Contributor Post Created with Sketch. Recommended by Ricochet Members Created with Sketch. Quote of the Day: Such Men

 

“Where do we get such men? They leave this ship and they do their job. Then they must find this speck lost somewhere on the sea. When the find it they have to land on its pitching deck. Where do we get such men?” — RAdm. George Tarrant in The Bridges at Toko Ri, James Michener

The Bridge at Toko Ri was a novella Michener wrote in 1953. at the end of the Korean War. Set during that war, one of its themes was the question of whether the generation that became adults after World War II had the intestinal fortitude to stand up to the challenges of those times. Some felt that this new generation lacked the courage, the endurance, and the determination of the men who had fought World War II. They were weak and would fail, those people thought.

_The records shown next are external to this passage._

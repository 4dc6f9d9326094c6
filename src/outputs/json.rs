//! JSON output of the dashboard views.
//!
//! Files are organized by the UTC date of the run:
//! ```text
//! json_output_dir/
//! └── 2025-05-06/
//!     └── dashboard.json
//! ```
//! A later run on the same day replaces the file.

use crate::dashboard::Dashboard;
use std::error::Error;
use std::path::PathBuf;
use tokio::fs;
use tracing::{error, info, instrument};

/// Write a [`Dashboard`] to `{json_output_dir}/{date}/dashboard.json`.
///
/// # Returns
///
/// The path written, or an error if directory creation, serialization or
/// the write fails.
#[instrument(level = "info", skip_all, fields(json_output_dir = %json_output_dir))]
pub async fn write_dashboard(dashboard: &Dashboard, json_output_dir: &str) -> Result<PathBuf, Box<dyn Error>> {
    let json = serde_json::to_string_pretty(dashboard)?;

    let date = dashboard.generated_at.date_naive().to_string();
    let full_json_dir = PathBuf::from(json_output_dir).join(&date);

    info!(dir = %full_json_dir.display(), "Ensuring JSON directory exists");
    if let Err(e) = fs::create_dir_all(&full_json_dir).await {
        error!(dir = %full_json_dir.display(), error = %e, "Failed to create JSON dir");
        return Err(e.into());
    }

    let output_json_filename = full_json_dir.join("dashboard.json");
    fs::write(&output_json_filename, json).await?;
    info!(path = %output_json_filename.display(), "Wrote dashboard JSON");

    Ok(output_json_filename)
}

They did not fail. They ultimately formed the generation that won the 20th century’s third world war, the Cold War. defeating the Soviet Union so utterly it ceased to exist, joining Napoleonic France and Nazi Germany in the dustbin of history.

There are similar questions about those in their twenties and early thirties today, the Millenials. They are dismissed as snowflakes. Or they are seen as the nihilistic activists of Antifa, the sons of the rich and privileged rioting for amusement, who seek to enforce a stodgy, puritanical conformity on everyone else. Some, as in the early 1950s, declare the twentysomethings as a lost generation.

And yet.

This last week two helicopter crews, manned mainly by those in the Millenial generation rescued over 200 people trapped by a wildfire in California. Despite absolutely horrendous conditions they did not just make one trip – they returned to rescue those who could not be evacuated on the first flight. They went against advice. It was too dangerous they were told. And yet they went anyway. It was an extraordinary accomplishment. It won the admiration of @bossmongo, a man of an earlier generation whose fortitude and courage is unquestioned.

Far too often the worst among us gain the most attention. Those who do their tasks, quietly, competently, and courageously are often ignored. And the behaviors of the worst of each generation are not unique to that generation. You can find examples of rich rioters and snowflakes in every generation, starting with the Ancient Egyptians.

The Bridges at Toko Ri ended with an unsuccessful helicopter rescue mission. This week saw the California National Guard on a mission that ended with a successful helicopter rescue mission. (Perhaps that is the difference between fiction and fact.) Yet both leave us with the same question:

Where do we get such men?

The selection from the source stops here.